What is URL Canonicalization then?

URL canonicalization is the process of deciding on rules for determining the canonical URL for each and every page on your site (i.e. your site’s canonicalization policy) and then implementing code on your site to enforce those rules (i.e. canonicalization enforcement).

WTH should I care about URL canonicalization?

The short answer is that not having a canonicalization policy and code in place for canonicalization policy enforcement site-wide can drastically affect your rankings in the SERPs… in a VERY negative way.

The majority of webmasters with sites on the web are not very knowledgeable of SEO and suffer from canonicalization issues because they do not understand this most fundamental concept of the canonical URL. Hell, half of the people marketing themselves as SEO professionals on random forums on the web don’t even understand it or don’t realize the full extent to which such issues can wreck a site if left unchecked!

Coming up with a canonicalization policy and putting canonicalization enforcement code in place for that policy should be the first order of business that any webmaster or SEO should tackle for a new or existing site.

Why implement URL canonicalization?

Not implementing rules to enforce canonical URLs on your site will lead to issues including duplicate content and split link juice/split page rank.  This is not optimal from an SEO perspective. And if you’re an SEO then you do get paid to “optimize”, right?  Let me explain…

For example, you may have a page on your site – an index.html default document – that lives in a folder off the root of your web called somefolder. That page may be accessible using many different URLs such as:

http://example.com/somefolder
http://example.com/somefolder/
http://example.com/somefolder/index.html
http://www.example.com/somefolder
http://www.example.com/somefolder/
http://www.example.com/somefolder/index.html

Each of the above URLs are typically seen by the search engines as if they are different pages on your site and are represented as such in their database or index.  Each unique URL above is ranked separately based on its own merits – its own on-page and off-page ranking factors.

It’s easy to see that the lack of a canonical URL will cause duplicate content issues since each URL renders the exact same content.  Each URL in the search engine’s index will have the same content associated with it.  Not good… especially at Google!  At Google one of those URL will be seen as the originator of the content and the other URLs will have their content flagged as duplicate making it harder for the URLs flagged as duplicate to rank.  As you can see this is not optimal for your rankings, yet it is not the biggest problem caused by the lack of a canonicalization policy and its corresponding enforcement.

Even worse than duplicate content issues, the lack of URL canonicalization also leads to split link juice/split page rank issues.  Because there is no single canonical URL for the page in the above example, the non-canonical URLs are essentially taking credit for inbound links to your page that should instead be focused on a single canonical URL.

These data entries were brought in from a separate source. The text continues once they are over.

use std::sync::Arc;
use crate::{VRError, VRFrameParms, VRInputState, VRSubmitDescription, VRSwapChainId, VRTracking};

pub type VRCompositorPtr = Arc<dyn VRCompositor>;

/// Handle of an active VR mode session, returned by `enter_vr_mode`.
#[derive(Debug, Clone, Copy, PartialEq, Eq, Hash)]
#[cfg_attr(feature = "serde-serialization", derive(Deserialize, Serialize))]
pub struct VRSessionHandle(pub u64);

bitflags! {
    #[derive(Default)]
    #[cfg_attr(feature = "serde-serialization", derive(Deserialize, Serialize))]
    pub struct VRModeFlags: u32 {
        const RESET_WINDOW_FULLSCREEN = 0x0000_FF00;
        // `window_surface` is a native window, not a platform surface object.
        const NATIVE_WINDOW           = 0x0001_0000;
        const FRONT_BUFFER_SRGB       = 0x0002_0000;
    }
}

// Parameters handed to the compositor when entering VR mode.
// All handles are opaque platform values.
#[derive(Debug, Clone, Copy, PartialEq, Eq, Default)]
#[cfg_attr(feature = "serde-serialization", derive(Deserialize, Serialize))]
pub struct VRModeParms {
    pub flags: VRModeFlags,
    pub display: u64,
    pub window_surface: u64,
    pub share_context: u64,
}

#[derive(Debug, Clone, Copy, PartialEq, Eq)]
#[cfg_attr(feature = "serde-serialization", derive(Deserialize, Serialize))]
pub enum VRPerfThreadType {
    Main = 0,
    Renderer = 1,
}

#[derive(Debug, Clone, Copy, PartialEq, Eq)]
#[cfg_attr(feature = "serde-serialization", derive(Deserialize, Serialize))]
pub enum VRSystemUI {
    ConfirmQuit,
}

#[derive(Debug, Clone, Copy, PartialEq, Eq)]
#[cfg_attr(feature = "serde-serialization", derive(Deserialize, Serialize))]
pub enum VRTextureType {
    Texture2D,
    Texture2DArray,
}

#[derive(Debug, Clone, Copy, PartialEq, Eq)]
#[cfg_attr(feature = "serde-serialization", derive(Deserialize, Serialize))]
pub struct VRTextureSwapChainDesc {
    pub texture_type: VRTextureType,
    pub width: u32,
    pub height: u32,
    pub levels: u32,
    pub buffer_count: u32,
}

impl VRTextureSwapChainDesc {
    /// RGBA8 color chain with one mip level and triple buffering.
    pub fn color(texture_type: VRTextureType, width: u32, height: u32) -> VRTextureSwapChainDesc {
        VRTextureSwapChainDesc {
            texture_type: texture_type,
            width: width,
            height: height,
            levels: 1,
            buffer_count: 3,
        }
    }
}

#[derive(Debug, Clone, Copy, PartialEq)]
#[cfg_attr(feature = "serde-serialization", derive(Deserialize, Serialize))]
pub struct VRSystemProperties {
    pub suggested_eye_texture_width: u32,
    pub suggested_eye_texture_height: u32,
    pub suggested_eye_fov_degrees_x: f32,
    pub suggested_eye_fov_degrees_y: f32,
    pub multiview_available: bool,
    pub display_refresh_rate: f32,
}

impl Default for VRSystemProperties {
    fn default() -> VRSystemProperties {
        VRSystemProperties {
            suggested_eye_texture_width: 1024,
            suggested_eye_texture_height: 1024,
            suggested_eye_fov_degrees_x: 90.0,
            suggested_eye_fov_degrees_y: 90.0,
            multiview_available: false,
            display_refresh_rate: 60.0,
        }
    }
}

/// The compositor that owns the display, timing prediction and tracking.
///
/// Methods take `&self` so the same compositor can be reached from the
/// driving thread and the render thread. Implementations synchronize
/// internally.
pub trait VRCompositor: Send + Sync {
    fn initialize(&self) -> Result<(), String>;

    fn shutdown(&self);

    fn system_properties(&self) -> VRSystemProperties;

    /// Enters VR mode. Fails when the window surface is not valid.
    fn enter_vr_mode(&self, parms: &VRModeParms) -> Result<VRSessionHandle, String>;

    fn leave_vr_mode(&self, session: VRSessionHandle);

    /// Absolute display time predicted for `frame_index`, in seconds.
    fn predicted_display_time(&self, session: VRSessionHandle, frame_index: u64) -> f64;

    fn predicted_tracking(&self, session: VRSessionHandle, display_time: f64) -> VRTracking;

    fn submit_frame(&self, session: VRSessionHandle, desc: &VRSubmitDescription) -> Result<(), String>;

    fn set_clock_levels(&self, session: VRSessionHandle, cpu_level: i32, gpu_level: i32) -> Result<(), String>;

    fn set_perf_thread(&self, session: VRSessionHandle, thread_type: VRPerfThreadType, tid: u32) -> Result<(), String>;

    fn create_texture_swapchain(&self, desc: &VRTextureSwapChainDesc) -> Result<VRSwapChainId, String>;

    fn texture_swapchain_length(&self, swapchain: VRSwapChainId) -> u32;

    /// GPU texture name of image `index` in the chain.
    fn texture_swapchain_handle(&self, swapchain: VRSwapChainId, index: u32) -> u32;

    fn destroy_texture_swapchain(&self, swapchain: VRSwapChainId);

    fn input_devices(&self, session: VRSessionHandle) -> Vec<VRInputState>;

    fn show_system_ui(&self, session: VRSessionHandle, ui: VRSystemUI) -> Result<(), String>;

    /// Submits a legacy frame. The embedded performance parameters are
    /// forwarded before the frame itself.
    fn submit_frame_parms(&self, session: VRSessionHandle, parms: &VRFrameParms) -> Result<(), String> {
        let perf = &parms.performance_parms;
        if let Err(e) = self.set_clock_levels(session, perf.cpu_level, perf.gpu_level) {
            warn!("Legacy frame clock levels rejected: {}", e);
        }
        let threads = [(VRPerfThreadType::Main, perf.main_thread_tid),
                       (VRPerfThreadType::Renderer, perf.render_thread_tid)];
        for &(thread_type, tid) in threads.iter().filter(|&&(_, tid)| tid != 0) {
            if let Err(e) = self.set_perf_thread(session, thread_type, tid) {
                warn!("Legacy frame {:?} thread {} rejected: {}", thread_type, tid, e);
            }
        }

        let display_time = self.predicted_display_time(session, parms.frame_index);
        let desc = parms.to_submission(display_time).map_err(|e: VRError| e.to_string())?;
        self.submit_frame(session, &desc)
    }
}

For example, if 20 sites link to the page above using http://example.com/somefolder/, an additional 20 sites link to the same page using http://example.com/somefolder/index.html, an additional 20 sites link to the same page using http://www.example.com/somefolder, and yet an additional 20 sites link to the same page using http://www.example.com/somefolder/index.html then  the search engines will see this as 4 different pages in their index with each page having 20 inbound links.  This is NOT desirable.  In fact it’s an SEO nightmare!

It would be much more advantageous from an SEO perspective for the search engines to view the above scenario as a single URL with 80 inbound links.  Remember… inbound links are THE most important ranking factor in any reputable search engine ranking algorithm.

What URL canonicalization rules should I implement?

That depends on your particular site.  The first step to implementing URL canonicalization is to decide on your URL canonicalization policy – the rules for determining the canonical URL of any page on your site.  Once you decide on the rules, you can then put measures in place to enforce them across all pages on the site.

So what are these decisions you need to make?  What “rules” should make up your URL canonicalization policy?  Well, as you saw in the scenario above, there are lots of things that can cause canonical issues.  So you need a plan for dealing with as many as possible (hopefully all of them that your particular site might encounter).  Decisions like the following must be made:

  • Whether to use the www or the non-www version of every URL on the site?
  • Whether to show the name of default documents in URLs or hide the default document name?
  • If hiding default document names in the URL then whether to show the trailing slash (‘/’) on names of folders containing default documents or hide the trailing slash on folder name?

It doesn’t really matter which answers you pick.  What is important is that you pick answers to these questions and then implement rules on your site to enforce them… and I cannot stress this enough… SITE WIDE!

Too many sites implement canonicalization enforcement through server-side scripting for their home page only and simply call it a day.  Or they take the easy way out and implement rules to force all URLs to either the www or non-www version of the URL and don’t deal with other important canonicalization issues caused by things like default documents, query string parameters, etc.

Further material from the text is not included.